# What is expected
Gather from the listing below each line that includes the word "json", and copy it.

# Material to process
[Start of section]

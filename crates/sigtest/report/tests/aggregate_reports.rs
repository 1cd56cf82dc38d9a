//! Aggregation tests over on-disk driver report files.

use std::path::Path;

use tempfile::TempDir;

use sigtest_report::{aggregate, render_table, ReportError};
use sigtest_types::{DriverId, TestStatus};

fn write_report(dir: &Path, driver: &str, json: &str) {
    std::fs::write(dir.join(format!("{driver}-report.json")), json).unwrap();
}

const VCJS: &str = r#"{
    "tests": [
        {"fullTitle": "A", "err": {}},
        {"fullTitle": "B", "err": {"code": 1}}
    ],
    "pending": []
}"#;

const OTHER: &str = r#"{
    "tests": [{"fullTitle": "A", "err": {}}],
    "pending": []
}"#;

#[test]
fn merges_two_drivers_into_the_expected_matrix() {
    let dir = TempDir::new().unwrap();
    write_report(dir.path(), "vcjs", VCJS);
    write_report(dir.path(), "other", OTHER);

    let matrix = aggregate(dir.path(), &DriverId::new("vcjs")).unwrap();

    assert_eq!(matrix.tests(), ["A", "B"]);
    let drivers: Vec<&str> = matrix.drivers().iter().map(|d| d.as_str()).collect();
    assert_eq!(drivers, ["other", "vcjs"]);

    let vcjs = DriverId::new("vcjs");
    let other = DriverId::new("other");
    assert_eq!(matrix.status(&vcjs, "A"), TestStatus::Success);
    assert_eq!(matrix.status(&other, "A"), TestStatus::Success);
    assert_eq!(matrix.status(&vcjs, "B"), TestStatus::Failure);
    assert_eq!(matrix.status(&other, "B"), TestStatus::Unimplemented);
}

#[test]
fn empty_directory_is_a_configuration_error() {
    let dir = TempDir::new().unwrap();

    let err = aggregate(dir.path(), &DriverId::new("vcjs")).unwrap_err();
    assert!(matches!(err, ReportError::NoReports { .. }));
}

#[test]
fn non_matching_files_do_not_count_as_reports() {
    let dir = TempDir::new().unwrap();
    std::fs::write(dir.path().join("notes.txt"), "not a report").unwrap();
    std::fs::write(dir.path().join("report.json"), "{}").unwrap();

    let err = aggregate(dir.path(), &DriverId::new("vcjs")).unwrap_err();
    assert!(matches!(err, ReportError::NoReports { .. }));
}

#[test]
fn malformed_report_names_the_offending_file() {
    let dir = TempDir::new().unwrap();
    write_report(dir.path(), "vcjs", VCJS);
    write_report(dir.path(), "broken", r#"{"tests": "not a list"}"#);

    let err = aggregate(dir.path(), &DriverId::new("vcjs")).unwrap_err();
    match err {
        ReportError::MalformedReport { file, .. } => {
            assert!(file.to_string_lossy().ends_with("broken-report.json"));
        }
        other => panic!("expected malformed report error, got {other:?}"),
    }
}

#[test]
fn pending_wins_across_the_full_pipeline() {
    let dir = TempDir::new().unwrap();
    write_report(
        dir.path(),
        "vcjs",
        r#"{
            "tests": [
                {"fullTitle": "A", "err": {}},
                {"fullTitle": "flaky", "err": {"code": 9}}
            ],
            "pending": [{"fullTitle": "flaky", "err": {}}]
        }"#,
    );

    let matrix = aggregate(dir.path(), &DriverId::new("vcjs")).unwrap();

    // Pending titles are excluded from the authoritative list and classify
    // as skipped despite the recorded error.
    assert_eq!(matrix.tests(), ["A"]);
    assert_eq!(
        matrix.status(&DriverId::new("vcjs"), "flaky"),
        TestStatus::Skipped
    );
}

#[test]
fn duplicate_reference_titles_produce_duplicate_rows() {
    let dir = TempDir::new().unwrap();
    write_report(
        dir.path(),
        "vcjs",
        r#"{
            "tests": [
                {"fullTitle": "A", "err": {}},
                {"fullTitle": "A", "err": {}}
            ],
            "pending": []
        }"#,
    );

    let matrix = aggregate(dir.path(), &DriverId::new("vcjs")).unwrap();
    assert_eq!(matrix.tests(), ["A", "A"]);

    let table = render_table(&matrix);
    assert_eq!(table.matches("<td>A</td>").count(), 2);
}

#[test]
fn missing_reference_driver_yields_headers_only() {
    let dir = TempDir::new().unwrap();
    write_report(dir.path(), "other", OTHER);

    let matrix = aggregate(dir.path(), &DriverId::new("vcjs")).unwrap();
    assert!(matrix.tests().is_empty());
    assert_eq!(matrix.drivers().len(), 1);
}

#[test]
fn aggregation_is_deterministic_over_unchanged_inputs() {
    let dir = TempDir::new().unwrap();
    write_report(dir.path(), "vcjs", VCJS);
    write_report(dir.path(), "other", OTHER);

    let reference = DriverId::new("vcjs");
    let first = aggregate(dir.path(), &reference).unwrap();
    let second = aggregate(dir.path(), &reference).unwrap();

    assert_eq!(first, second);
    assert_eq!(render_table(&first), render_table(&second));
}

[End of section]

# Output for this exercise
fn write_report(dir: &Path, driver: &str, json: &str) {
    std::fs::write(dir.join(format!("{driver}-report.json")), json).unwrap();
    std::fs::write(dir.path().join("report.json"), "{}").unwrap();
            assert!(file.to_string_lossy().ends_with("broken-report.json"));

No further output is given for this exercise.